It’s been estimated that the UK’s farming industry will need to recruit a massive 60,000 new employees over the next five years in order to replace people retiring from the industry. The most forward-thinking farming businesses have spotted the looming skills gap and are embracing opportunities to fill it.
One such business is AC Goatham & Son, a fruit grower and packer that harvests apples, pears and a small quantity of cherries, and which has recruited two apprentices from Sainsbury’s horticulture and agriculture apprenticeship scheme. We caught up with Nigel Stewart, Technical Director at AC Goatham & Son and Esther Harvey, one of the two apprentices he supervises. Nigel, who has decades of experience in ‘top fruit’ farming, performs a broad role covering produce quality as well as storage and maturing at harvest time. We began by asking him what apprenticeships have meant to the industry historically.
“Almost 40 years ago I was a horticultural apprentice myself, employed by a small fruit farm and going to college for a week every couple of months. In those days there were four separate apprenticeships available covering top fruit; mine was focused on tree husbandry and tractor driving skills. Then, during the next 20 or 25 years, there was just one apprenticeship route available, and then, eventually, there were no courses offered to anyone who wanted to enter the top fruit industry. The industry went through a bad patch. Returns were quite poor and people probably couldn’t see a future in it. The result was a skills gap. Things have looked a lot brighter over the last five years, and confidence is returning to the industry.”
Although these are certainly more optimistic times for farming, the darker years have left a worrying skills shortage. There are few individuals who have the skillset Nigel and his team are looking for so training up young people from scratch as apprentices is a perfect recruitment model, as Nigel explains:
“Young people coming in who want to learn from a zero skills base are great for us. Headhunting is very expensive and people don’t necessarily have the exact skills we require. It makes more sense to find young, enthusiastic people to fill the gaps. We’re not just training people to be tractor drivers anymore. We’re now training them in technical IT skills, as well as wider farming practices.”
Esther Harvey (pictured), who’s 20, did GCSES and A Levels in Biology, History and Business Studies before joining AC Goatham & Son on the 20-month Sainsbury’s apprenticeship. She explains why an apprenticeship appealed to her:
“I chose an apprenticeship because I got to stay in education and work at the same time. My daily work depends on the season. In the winter I’m mostly outside doing hands-on tasks. During harvest time I could be testing apples to see the sugar levels.
“I enjoy the variety of what I do and that I can learn from the people around me like Nigel. It’s also a really great way to help me to decide what I want to do as my career develops as I am working in so many different areas of the business. I’m glad I chose to do it.”

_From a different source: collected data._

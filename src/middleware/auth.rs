//! Authentication middleware
//!
//! Extractor for bearer-token verification and capability checks.

use axum::{
    async_trait,
    extract::{FromRef, FromRequestParts},
    http::{request::Parts, StatusCode},
    response::{IntoResponse, Response},
    Json,
};
use axum_extra::{
    headers::{authorization::Bearer, Authorization},
    TypedHeader,
};
use serde::Serialize;
use std::sync::Arc;
use uuid::Uuid;

use crate::auth::{has_permission, Action, Identity, JwtError, Resource, Role, TokenVerifier};
use crate::error::ApiError;

/// Authenticated caller extracted from the bearer token
#[derive(Debug, Clone)]
pub struct AuthenticatedUser {
    pub user_id: Uuid,
    pub tenant_id: Uuid,
    pub organization_id: Option<Uuid>,
    pub role: Role,
}

impl AuthenticatedUser {
    pub fn identity(&self) -> Identity {
        Identity {
            user_id: self.user_id,
            tenant_id: self.tenant_id,
            organization_id: self.organization_id,
            role: self.role,
        }
    }

    /// Borrowers see only their own loans
    pub fn is_borrower(&self) -> bool {
        self.role == Role::Employee
    }

    /// Fail with 403 unless the capability table grants the action
    pub fn require(&self, resource: Resource, action: Action) -> Result<(), ApiError> {
        if has_permission(self.role, resource, action) {
            Ok(())
        } else {
            tracing::warn!(
                user_id = %self.user_id,
                role = ?self.role,
                resource = ?resource,
                action = ?action,
                "Capability check denied"
            );
            Err(ApiError::Forbidden(format!(
                "{:?} may not {:?} {:?}",
                self.role, action, resource
            )))
        }
    }
}

impl From<Identity> for AuthenticatedUser {
    fn from(identity: Identity) -> Self {
        Self {
            user_id: identity.user_id,
            tenant_id: identity.tenant_id,
            organization_id: identity.organization_id,
            role: identity.role,
        }
    }
}

/// Error response for authentication failures
#[derive(Debug, Serialize)]
struct AuthError {
    error: AuthErrorDetails,
}

#[derive(Debug, Serialize)]
struct AuthErrorDetails {
    code: String,
    message: String,
}

impl AuthError {
    fn new(code: &str, message: &str) -> Self {
        Self {
            error: AuthErrorDetails {
                code: code.to_string(),
                message: message.to_string(),
            },
        }
    }
}

impl IntoResponse for AuthError {
    fn into_response(self) -> Response {
        (StatusCode::UNAUTHORIZED, Json(self)).into_response()
    }
}

#[async_trait]
impl<S> FromRequestParts<S> for AuthenticatedUser
where
    Arc<TokenVerifier>: FromRef<S>,
    S: Send + Sync,
{
    type Rejection = Response;

    async fn from_request_parts(parts: &mut Parts, state: &S) -> Result<Self, Self::Rejection> {
        let TypedHeader(Authorization(bearer)) =
            TypedHeader::<Authorization<Bearer>>::from_request_parts(parts, state)
                .await
                .map_err(|_| {
                    AuthError::new(
                        "MISSING_TOKEN",
                        "Authorization header with Bearer token required",
                    )
                    .into_response()
                })?;

        let verifier = Arc::<TokenVerifier>::from_ref(state);

        let identity = verifier.verify(bearer.token()).map_err(|e| {
            let (code, message) = match e {
                JwtError::TokenExpired => ("TOKEN_EXPIRED", "Token has expired"),
                _ => ("INVALID_TOKEN", "Invalid token"),
            };
            AuthError::new(code, message).into_response()
        })?;

        Ok(identity.into())
    }
}
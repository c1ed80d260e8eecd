//! Balance ledger module
//!
//! Parses provider account-balance results and records snapshots operators use
//! to cross-check unconfirmed disbursements.

mod model;
mod parser;
mod service;

pub use model::*;
pub use parser::{
    balances_from_result, parse_account_balance, parse_segments, AccountBalances, AccountSegment,
    BalanceParseError, ACCOUNT_BALANCE_KEY,
};
pub use service::BalanceService;
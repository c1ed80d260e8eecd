//! Salary-advance lending server
//!
//! Serves the borrower, approver, and operator APIs and receives the payment
//! provider's result and timeout callbacks.

use std::net::SocketAddr;
use std::sync::Arc;

use anyhow::{Context, Result};
use axum::http::{HeaderValue, Method};
use tokio::signal;
use tower_http::cors::{Any, CorsLayer};

use salary_advance_server::auth::{validate_capability_table, TokenVerifier};
use salary_advance_server::balance::BalanceService;
use salary_advance_server::config::Config;
use salary_advance_server::db;
use salary_advance_server::disbursement::{CallbackReconciler, DisbursementService};
use salary_advance_server::loan::LoanService;
use salary_advance_server::middleware::CallbackAllowlist;
use salary_advance_server::provider::{HttpProviderClient, ProviderTransport};
use salary_advance_server::routes;
use salary_advance_server::scheduler;
use salary_advance_server::state::AppState;

#[tokio::main]
async fn main() -> Result<()> {
    let config = Config::from_env().context("Failed to load configuration")?;

    tracing_subscriber::fmt()
        .with_env_filter(
            tracing_subscriber::EnvFilter::try_from_default_env()
                .unwrap_or_else(|_| tracing_subscriber::EnvFilter::new(&config.log_level)),
        )
        .with_target(true)
        .with_thread_ids(true)
        .with_file(true)
        .with_line_number(true)
        .init();

    tracing::info!(environment = config.environment.as_str(), "Starting lending server");

    validate_capability_table().context("Capability table is inconsistent")?;

    let db_pool = db::create_pool(&config).await?;
    db::run_migrations(&db_pool).await?;

    let transport: Arc<dyn ProviderTransport> = Arc::new(
        HttpProviderClient::new(config.provider.clone())
            .context("Failed to build payment provider client")?,
    );

    let disbursement_service = Arc::new(DisbursementService::new(
        db_pool.clone(),
        transport.clone(),
        config.provider.clone(),
    ));
    let loan_service = Arc::new(LoanService::new(
        db_pool.clone(),
        disbursement_service.clone(),
    ));
    let reconciler = Arc::new(CallbackReconciler::new(db_pool.clone()));
    let balance_service = Arc::new(BalanceService::new(
        db_pool.clone(),
        transport,
        config.provider.clone(),
    ));
    let token_verifier = Arc::new(TokenVerifier::new(&config.jwt_secret));

    let mut balance_poller = match config.balance_poll_cron.as_deref() {
        Some(cron) => Some(scheduler::start_balance_poller(balance_service.clone(), cron).await?),
        None => {
            tracing::info!("BALANCE_POLL_CRON not set, scheduled balance inquiries disabled");
            None
        }
    };

    let app_state = AppState::new(
        db_pool.clone(),
        loan_service,
        disbursement_service,
        reconciler,
        balance_service,
        token_verifier,
    );

    let allowlist = CallbackAllowlist::new(config.callback_allowed_ips.clone());
    let app = routes::app_router(app_state, allowlist)
        .layer(configure_cors(config.cors_allowed_origins.as_deref()));

    let addr = SocketAddr::from(([0, 0, 0, 0], config.port));
    let listener = tokio::net::TcpListener::bind(addr)
        .await
        .with_context(|| format!("Failed to bind {}", addr))?;

    tracing::info!("Server listening on {}", addr);
    tracing::info!("Health check at http://{}/health", addr);

    axum::serve(
        listener,
        app.into_make_service_with_connect_info::<SocketAddr>(),
    )
    .with_graceful_shutdown(shutdown_signal())
    .await
    .context("Server error")?;

    if let Some(poller) = balance_poller.as_mut() {
        if let Err(e) = poller.shutdown().await {
            tracing::warn!(error = ?e, "Balance poller did not shut down cleanly");
        }
    }

    db::close_pool(&db_pool).await;
    tracing::info!("Server shutdown complete");

    Ok(())
}

fn configure_cors(allowed_origins: Option<&str>) -> CorsLayer {
    let allowed_origins = allowed_origins.unwrap_or_default();

    if allowed_origins.trim().is_empty() {
        tracing::warn!("CORS_ALLOWED_ORIGINS not set, allowing all origins (permissive)");
        return CorsLayer::permissive();
    }

    let origins: Vec<HeaderValue> = allowed_origins
        .split(',')
        .filter_map(|s| s.trim().parse().ok())
        .collect();

    CorsLayer::new()
        .allow_origin(origins)
        .allow_methods([Method::GET, Method::POST])
        .allow_headers(Any)
}

/// Graceful shutdown signal handler
async fn shutdown_signal() {
    let ctrl_c = async {
        if let Err(e) = signal::ctrl_c().await {
            tracing::error!(error = %e, "Failed to install Ctrl+C handler");
            std::future::pending::<()>().await;
        }
    };

    #[cfg(unix)]
    let terminate = async {
        match signal::unix::signal(signal::unix::SignalKind::terminate()) {
            Ok(mut sigterm) => {
                sigterm.recv().await;
            }
            Err(e) => {
                tracing::error!(error = %e, "Failed to install SIGTERM handler");
                std::future::pending::<()>().await;
            }
        }
    };

    #[cfg(not(unix))]
    let terminate = std::future::pending::<()>();

    tokio::select! {
        _ = ctrl_c => {
            tracing::info!("Received Ctrl+C, initiating graceful shutdown...");
        }
        _ = terminate => {
            tracing::info!("Received SIGTERM, initiating graceful shutdown...");
        }
    }
}
//! Security headers middleware

use axum::{
    extract::Request,
    http::{header, HeaderValue},
    middleware::Next,
    response::Response,
};

/// Headers for a JSON-only API that returns account and loan data
pub async fn security_headers(request: Request, next: Next) -> Response {
    let mut response = next.run(request).await;
    let headers = response.headers_mut();

    headers.insert(
        header::X_CONTENT_TYPE_OPTIONS,
        HeaderValue::from_static("nosniff"),
    );
    headers.insert(header::X_FRAME_OPTIONS, HeaderValue::from_static("DENY"));
    headers.insert(
        header::REFERRER_POLICY,
        HeaderValue::from_static("no-referrer"),
    );
    // Loan and balance responses must never be cached by intermediaries
    headers.insert(header::CACHE_CONTROL, HeaderValue::from_static("no-store"));

    response
}
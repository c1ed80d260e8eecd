//! Balance snapshot models

use rust_decimal::Decimal;
use serde::{Deserialize, Serialize};
use sqlx::types::chrono::{DateTime, Utc};
use uuid::Uuid;

/// Outbound balance inquiry awaiting its result callback
#[derive(Debug, Serialize, Deserialize, sqlx::FromRow, Clone)]
pub struct BalanceInquiry {
    pub id: Uuid,
    pub tenant_id: Uuid,
    pub conversation_id: String,
    pub originator_conversation_id: Option<String>,
    pub created_at: DateTime<Utc>,
}

/// Immutable record of provider-held funds
#[derive(Debug, Serialize, Deserialize, sqlx::FromRow, Clone)]
pub struct AccountBalanceSnapshot {
    pub id: Uuid,
    pub tenant_id: Uuid,
    pub result_type: i32,
    pub result_code: String,
    pub result_desc: String,
    pub originator_conversation_id: String,
    pub conversation_id: String,
    pub provider_transaction_id: Option<String>,
    pub working_account_balance: Decimal,
    pub utility_account_balance: Decimal,
    pub created_at: DateTime<Utc>,
}

/// What happened to a balance result callback
#[derive(Debug, Clone)]
pub enum BalanceOutcome {
    Recorded(AccountBalanceSnapshot),
    /// Same conversation id delivered again; the stored snapshot is returned
    Duplicate(AccountBalanceSnapshot),
    /// The provider could not produce a balance
    ProviderFailed { result_code: String, result_desc: String },
    /// No inquiry of ours matches the correlation ids
    Unmatched,
}
//! Access token verification
//!
//! Tokens are minted by the identity service; this crate only checks them.

use jsonwebtoken::{decode, DecodingKey, Validation};
use serde::{Deserialize, Serialize};
use thiserror::Error;
use uuid::Uuid;

use super::permissions::Role;

/// JWT-related errors
#[derive(Error, Debug)]
pub enum JwtError {
    #[error("Token decoding failed: {0}")]
    DecodingFailed(String),

    #[error("Token expired")]
    TokenExpired,

    #[error("Invalid token: {0}")]
    InvalidToken(String),
}

/// JWT claims for access tokens
#[derive(Debug, Serialize, Deserialize, Clone)]
pub struct Claims {
    /// Subject (user ID)
    pub sub: String,
    /// Tenant the user belongs to
    pub tenant_id: String,
    /// Organization scope, absent for tenant-wide roles
    #[serde(default)]
    pub organization_id: Option<String>,
    /// User role
    pub role: String,
    /// Issued at (Unix timestamp)
    pub iat: i64,
    /// Expiration (Unix timestamp)
    pub exp: i64,
}

/// Caller identity carried by a verified token
#[derive(Debug, Clone, PartialEq, Eq)]
pub struct Identity {
    pub user_id: Uuid,
    pub tenant_id: Uuid,
    pub organization_id: Option<Uuid>,
    pub role: Role,
}

impl TryFrom<Claims> for Identity {
    type Error = JwtError;

    fn try_from(claims: Claims) -> Result<Self, Self::Error> {
        let user_id = parse_uuid(&claims.sub, "sub")?;
        let tenant_id = parse_uuid(&claims.tenant_id, "tenant_id")?;
        let organization_id = claims
            .organization_id
            .as_deref()
            .map(|id| parse_uuid(id, "organization_id"))
            .transpose()?;
        let role = Role::parse(&claims.role)
            .ok_or_else(|| JwtError::InvalidToken(format!("unknown role '{}'", claims.role)))?;

        Ok(Identity {
            user_id,
            tenant_id,
            organization_id,
            role,
        })
    }
}

fn parse_uuid(value: &str, claim: &str) -> Result<Uuid, JwtError> {
    Uuid::parse_str(value).map_err(|e| JwtError::InvalidToken(format!("{}: {}", claim, e)))
}

/// Verifies HS256 access tokens with the secret shared with the identity service
#[derive(Clone)]
pub struct TokenVerifier {
    secret: String,
}

impl TokenVerifier {
    pub fn new(secret: impl Into<String>) -> Self {
        Self {
            secret: secret.into(),
        }
    }

    /// Verify a token and resolve the caller identity
    pub fn verify(&self, token: &str) -> Result<Identity, JwtError> {
        let mut validation = Validation::default();
        validation.validate_exp = true;

        let token_data = decode::<Claims>(
            token,
            &DecodingKey::from_secret(self.secret.as_bytes()),
            &validation,
        )
        .map_err(|e| match e.kind() {
            jsonwebtoken::errors::ErrorKind::ExpiredSignature => JwtError::TokenExpired,
            _ => JwtError::DecodingFailed(e.to_string()),
        })?;

        Identity::try_from(token_data.claims)
    }
}
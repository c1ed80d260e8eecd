//! Role capability table
//!
//! Every grant is an explicit `(role, resource, action)` triple. Anything not
//! listed is denied.

use serde::{Deserialize, Serialize};
use std::collections::HashSet;
use thiserror::Error;

/// Roles issued by the identity service
#[derive(Debug, Serialize, Deserialize, Clone, Copy, PartialEq, Eq, Hash)]
#[serde(rename_all = "kebab-case")]
pub enum Role {
    SuperAdmin,
    Admin,
    Manager,
    Employee,
}

impl Role {
    pub const ALL: [Role; 4] = [Role::SuperAdmin, Role::Admin, Role::Manager, Role::Employee];

    /// Parse the role claim carried in access tokens
    pub fn parse(s: &str) -> Option<Self> {
        match s {
            "super-admin" => Some(Role::SuperAdmin),
            "admin" => Some(Role::Admin),
            "manager" => Some(Role::Manager),
            "employee" => Some(Role::Employee),
            _ => None,
        }
    }
}

#[derive(Debug, Serialize, Deserialize, Clone, Copy, PartialEq, Eq, Hash)]
pub enum Resource {
    Loan,
    Payout,
    Capacity,
    Balance,
}

#[derive(Debug, Serialize, Deserialize, Clone, Copy, PartialEq, Eq, Hash)]
pub enum Action {
    Create,
    Read,
    Approve,
    Reject,
    Disburse,
}

use Action::*;
use Resource::*;
use Role::*;

const CAPABILITIES: &[(Role, Resource, Action)] = &[
    (SuperAdmin, Loan, Read),
    (SuperAdmin, Loan, Approve),
    (SuperAdmin, Loan, Reject),
    (SuperAdmin, Payout, Read),
    (SuperAdmin, Payout, Disburse),
    (SuperAdmin, Balance, Create),
    (SuperAdmin, Balance, Read),
    (SuperAdmin, Capacity, Read),
    (Admin, Loan, Read),
    (Admin, Loan, Approve),
    (Admin, Loan, Reject),
    (Admin, Payout, Read),
    (Admin, Payout, Disburse),
    (Admin, Balance, Create),
    (Admin, Balance, Read),
    (Admin, Capacity, Read),
    (Manager, Loan, Read),
    (Manager, Loan, Approve),
    (Manager, Loan, Reject),
    (Manager, Payout, Read),
    (Manager, Capacity, Read),
    (Employee, Loan, Create),
    (Employee, Loan, Read),
    (Employee, Capacity, Read),
];

#[derive(Error, Debug, PartialEq, Eq)]
pub enum CapabilityError {
    #[error("Duplicate capability grant: {0:?}")]
    Duplicate((Role, Resource, Action)),

    #[error("Role {0:?} has no capabilities")]
    RoleWithoutGrants(Role),
}

/// Pure capability lookup
pub fn has_permission(role: Role, resource: Resource, action: Action) -> bool {
    CAPABILITIES.contains(&(role, resource, action))
}

/// Checked once at startup
pub fn validate_capability_table() -> Result<(), CapabilityError> {
    validate(CAPABILITIES)
}

fn validate(table: &[(Role, Resource, Action)]) -> Result<(), CapabilityError> {
    let mut seen = HashSet::new();
    for grant in table {
        if !seen.insert(*grant) {
            return Err(CapabilityError::Duplicate(*grant));
        }
    }

    for role in Role::ALL {
        if !table.iter().any(|(r, _, _)| *r == role) {
            return Err(CapabilityError::RoleWithoutGrants(role));
        }
    }

    Ok(())
}
//! Shared data models
//!
//! Organizations and employees belong to the tenant management service; the
//! lending core only reads them.

use rust_decimal::Decimal;
use serde::{Deserialize, Serialize};
use sqlx::types::chrono::{DateTime, Utc};
use uuid::Uuid;

/// Organization lending policy
#[derive(Debug, Serialize, Deserialize, sqlx::FromRow, Clone)]
pub struct Organization {
    pub id: Uuid,
    pub tenant_id: Uuid,
    pub name: String,
    /// Number of distinct approvals a loan needs (1..=3)
    pub approval_steps: i32,
    /// Fraction of gross salary a borrower may take per month
    pub loan_limit_multiplier: Decimal,
    /// Flat monthly interest rate, in percent
    pub interest_rate: Decimal,
    pub created_at: DateTime<Utc>,
    pub updated_at: DateTime<Utc>,
}

/// Employee profile linking a user to an organization
#[derive(Debug, Serialize, Deserialize, sqlx::FromRow, Clone)]
pub struct Employee {
    pub id: Uuid,
    pub tenant_id: Uuid,
    pub organization_id: Uuid,
    pub user_id: Uuid,
    /// MSISDN the advance is paid to
    pub phone_number: String,
    pub gross_salary: Decimal,
    pub created_at: DateTime<Utc>,
    pub updated_at: DateTime<Utc>,
}

/// API response wrapper
#[derive(Debug, Serialize)]
pub struct ApiResponse<T> {
    pub success: bool,
    pub data: Option<T>,
    pub error: Option<String>,
}

impl<T> ApiResponse<T> {
    pub fn ok(data: T) -> Self {
        Self {
            success: true,
            data: Some(data),
            error: None,
        }
    }
}

/// Pagination parameters shared by list endpoints
#[derive(Debug, Deserialize, Default)]
pub struct PageQuery {
    pub page: Option<i64>,
    pub limit: Option<i64>,
}

impl PageQuery {
    /// Returns `(limit, offset)` with page >= 1 and 1 <= limit <= 100
    pub fn limit_offset(&self) -> (i64, i64) {
        let page = self.page.unwrap_or(1).max(1);
        let limit = self.limit.unwrap_or(20).clamp(1, 100);
        (limit, (page - 1) * limit)
    }
}
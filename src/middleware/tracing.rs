//! Request tracing middleware

use axum::{extract::Request, middleware::Next, response::Response};
use std::time::Instant;
use tracing::Level;

use super::client_ip;

const CALLBACK_PREFIX: &str = "/api/callbacks/";

/// Log each request with timing; provider webhooks are tagged so they can be
/// filtered apart from operator traffic
pub async fn request_tracing(request: Request, next: Next) -> Response {
    let method = request.method().clone();
    let path = request.uri().path().to_string();
    let client_ip = client_ip(&request);
    let callback = path.starts_with(CALLBACK_PREFIX);

    let start = Instant::now();

    tracing::debug!(
        method = %method,
        path = %path,
        client_ip = ?client_ip,
        callback,
        "Request started"
    );

    let response = next.run(request).await;

    let duration_ms = start.elapsed().as_millis() as u64;
    let status = response.status().as_u16();

    macro_rules! completed {
        ($lvl:expr) => {
            tracing::event!(
                $lvl,
                method = %method,
                path = %path,
                client_ip = ?client_ip,
                status,
                duration_ms,
                callback,
                "Request completed"
            )
        };
    }

    if response.status().is_server_error() {
        completed!(Level::ERROR);
    } else if response.status().is_client_error() {
        completed!(Level::WARN);
    } else {
        completed!(Level::INFO);
    }

    response
}
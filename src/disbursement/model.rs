//! Payout models

use rust_decimal::Decimal;
use serde::{Deserialize, Serialize};
use sqlx::types::chrono::{DateTime, Utc};
use uuid::Uuid;

/// Method recorded on every payout sent through the mobile-money provider
pub const PAYOUT_METHOD: &str = "mobile_money";

/// `providerStatus` set on a loan whose payout timed out at the provider
pub const PROVIDER_STATUS_UNCONFIRMED: &str = "UNCONFIRMED";

#[derive(Debug, Serialize, Deserialize, sqlx::Type, Clone, Copy, PartialEq, Eq)]
#[sqlx(type_name = "payout_status", rename_all = "snake_case")]
#[serde(rename_all = "SCREAMING_SNAKE_CASE")]
pub enum PayoutStatus {
    Pending,
    Success,
    Failed,
    Timeout,
}

impl PayoutStatus {
    /// A result callback may still settle the payout
    pub fn accepts_result(self) -> bool {
        matches!(self, PayoutStatus::Pending | PayoutStatus::Timeout)
    }

    pub fn is_final(self) -> bool {
        matches!(self, PayoutStatus::Success | PayoutStatus::Failed)
    }
}

#[derive(Debug, Serialize, Deserialize, sqlx::FromRow, Clone)]
pub struct LoanPayout {
    pub id: Uuid,
    pub tenant_id: Uuid,
    pub loan_id: Uuid,
    pub amount: Decimal,
    pub method: String,
    pub status: PayoutStatus,
    pub originator_conversation_id: String,
    pub conversation_id: Option<String>,
    pub provider_transaction_id: Option<String>,
    pub result_code: Option<String>,
    pub result_desc: Option<String>,
    pub approved_by_id: Uuid,
    pub created_at: DateTime<Utc>,
    pub updated_at: DateTime<Utc>,
}

/// Returned once the provider has acknowledged a payout request
#[derive(Debug, Serialize, Clone, PartialEq, Eq)]
pub struct DisbursementResult {
    pub payout_id: Uuid,
    pub provider_conversation_id: String,
}

/// What a result or timeout callback did
#[derive(Debug, Clone, PartialEq, Eq)]
pub enum ReconcileOutcome {
    /// The payout moved to `status`
    Applied { payout_id: Uuid, status: PayoutStatus },
    /// The payout was already settled; nothing changed
    AlreadyResolved { payout_id: Uuid, status: PayoutStatus },
    /// No payout carries the callback's correlation ids
    Unmatched,
}
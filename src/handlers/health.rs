//! Health check

use axum::{extract::State, http::StatusCode, Json};
use serde::Serialize;

use crate::db;
use crate::state::AppState;

#[derive(Debug, Serialize)]
pub struct HealthResponse {
    pub status: &'static str,
    pub database: String,
    pub version: &'static str,
}

/// GET /health
pub async fn health_check(State(app_state): State<AppState>) -> (StatusCode, Json<HealthResponse>) {
    let (status_code, status, database) = match db::check_health(&app_state.db_pool).await {
        Ok(()) => (StatusCode::OK, "healthy", "connected".to_string()),
        Err(e) => (
            StatusCode::SERVICE_UNAVAILABLE,
            "unhealthy",
            format!("error: {}", e),
        ),
    };

    (
        status_code,
        Json(HealthResponse {
            status,
            database,
            version: env!("CARGO_PKG_VERSION"),
        }),
    )
}
//! Retry decisions and exponential backoff.

use std::fmt;
use std::sync::Arc;
use std::time::Duration;

use rand::Rng;

use crate::ClassifiedError;

/// Caller-supplied veto over retrying an otherwise retryable error.
pub type RetryPredicate = Arc<dyn Fn(&ClassifiedError) -> bool + Send + Sync>;

/// Decides whether a failed attempt is retried and how long to wait first.
///
/// Immutable once built; clone it freely and share it across calls.
#[derive(Clone)]
pub struct RetryPolicy {
    /// Wait before the second attempt, in milliseconds.
    pub base_wait_ms: u64,
    /// Ceiling on any single wait, in milliseconds.
    pub max_wait_ms: u64,
    /// Total attempts per call, including the first. Every call makes at
    /// least one attempt, so `0` behaves like `1`.
    pub max_attempts: u32,
    /// Randomize each wait into `[wait / 2, wait]`.
    pub jitter: bool,
    retry_if: Option<RetryPredicate>,
}

impl Default for RetryPolicy {
    fn default() -> Self {
        Self {
            base_wait_ms: 250,
            max_wait_ms: 10_000,
            max_attempts: 6,
            jitter: false,
            retry_if: None,
        }
    }
}

impl fmt::Debug for RetryPolicy {
    fn fmt(&self, f: &mut fmt::Formatter<'_>) -> fmt::Result {
        f.debug_struct("RetryPolicy")
            .field("base_wait_ms", &self.base_wait_ms)
            .field("max_wait_ms", &self.max_wait_ms)
            .field("max_attempts", &self.max_attempts)
            .field("jitter", &self.jitter)
            .field("retry_if", &self.retry_if.as_ref().map(|_| "<predicate>"))
            .finish()
    }
}

impl RetryPolicy {
    /// Single attempt, no retries.
    pub fn none() -> Self {
        Self::default().with_max_attempts(1)
    }

    /// Sets the attempt cap, clamped to at least 1.
    pub fn with_max_attempts(mut self, max_attempts: u32) -> Self {
        self.max_attempts = max_attempts.max(1);
        self
    }

    /// Sets the wait before the second attempt.
    pub fn with_base_wait_ms(mut self, base_wait_ms: u64) -> Self {
        self.base_wait_ms = base_wait_ms;
        self
    }

    /// Sets the ceiling on a single wait.
    pub fn with_max_wait_ms(mut self, max_wait_ms: u64) -> Self {
        self.max_wait_ms = max_wait_ms;
        self
    }

    /// Enables or disables jitter.
    pub fn with_jitter(mut self, jitter: bool) -> Self {
        self.jitter = jitter;
        self
    }

    /// Restricts retries further: an error is only retried when `predicate`
    /// also returns true. Terminal errors are never retried regardless.
    pub fn with_retry_predicate<P>(mut self, predicate: P) -> Self
    where
        P: Fn(&ClassifiedError) -> bool + Send + Sync + 'static,
    {
        self.retry_if = Some(Arc::new(predicate));
        self
    }

    /// Whether the call should try again after `error` failed attempt `attempt` (1-based).
    pub fn should_retry(&self, error: &ClassifiedError, attempt: u32) -> bool {
        if attempt >= self.max_attempts {
            return false;
        }
        if error.is_terminal() || error.is_cancelled() {
            return false;
        }
        self.retry_if
            .as_ref()
            .map_or(true, |predicate| predicate(error))
    }

    /// `min(base_wait_ms * 2^(attempt-1), max_wait_ms)`.
    pub fn wait_for(&self, attempt: u32) -> Duration {
        let exp = attempt.saturating_sub(1).min(63);
        let wait_ms = self
            .base_wait_ms
            .saturating_mul(1u64 << exp)
            .min(self.max_wait_ms);
        Duration::from_millis(wait_ms)
    }

    /// The sleep actually taken after attempt `attempt`: [`wait_for`](Self::wait_for),
    /// jittered when enabled.
    pub fn backoff_for(&self, attempt: u32) -> Duration {
        let wait = self.wait_for(attempt);
        if !self.jitter || wait.is_zero() {
            return wait;
        }
        let wait_ms = wait.as_millis() as u64;
        Duration::from_millis(rand::thread_rng().gen_range(wait_ms / 2..=wait_ms))
    }
}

AC Goatham & Son is a relatively large business, managing orchards on some 16 farms. One of the projects undertaken by Esther and her fellow apprentice Nathan Carter, is concerned with using software to collate data from each orchard in order to improve the traceability of the fruit. As Nigel explains, this is an excellent opportunity to gain a very broad perspective on the business:
“Nathan and Esther are bringing together all these pockets of data, visiting every farm and seeing each orchard. They’ll see how orchards, planting systems and the varieties of fruit differ, getting a great overview of our work.”
Much of the advertising and recruitment that led to Esther and Nathan’s appointments was conducted by Staffline, the training provider. Having been sent the details of around 20 candidates, Nigel interviewed 12, on the lookout for one very specific personality trait:
“What I was looking for more than anything else was enthusiasm, which we feel is the biggest driver. We can teach whatever we need to but we can’t make people enthusiastic; that has to be there from the start and we definitely got the two most enthusiastic apprentices.”
Significantly, that youthful enthusiasm has been contagious, sparking other AC Goatham & Son employees to express renewed interest in training. Nigel says:
“So many other employees have suddenly become interested in training since the apprentices arrived. They hear about what they’re being taught and approach me to ask if there’s some training they could do themselves in their own area of work. Having apprentices has raised morale and reinvigorated people; they think ‘maybe I could get some training and do more within the company.”
A real apprenticeship champion, as well as someone whose own career has its foundation in the model, Nigel sees apprenticeships as creating a win/win situation for the farming industry, for individual farming businesses and for the apprentices themselves:
“The farms that survive are those bringing talented, driven young people in from outside and teaching those guys how they do things to provide innovation and continuity. For an apprentice entering a business, although they may not begin in the area or role they ultimately end up doing, that valuable groundwork can open up a massive number of interesting opportunities.”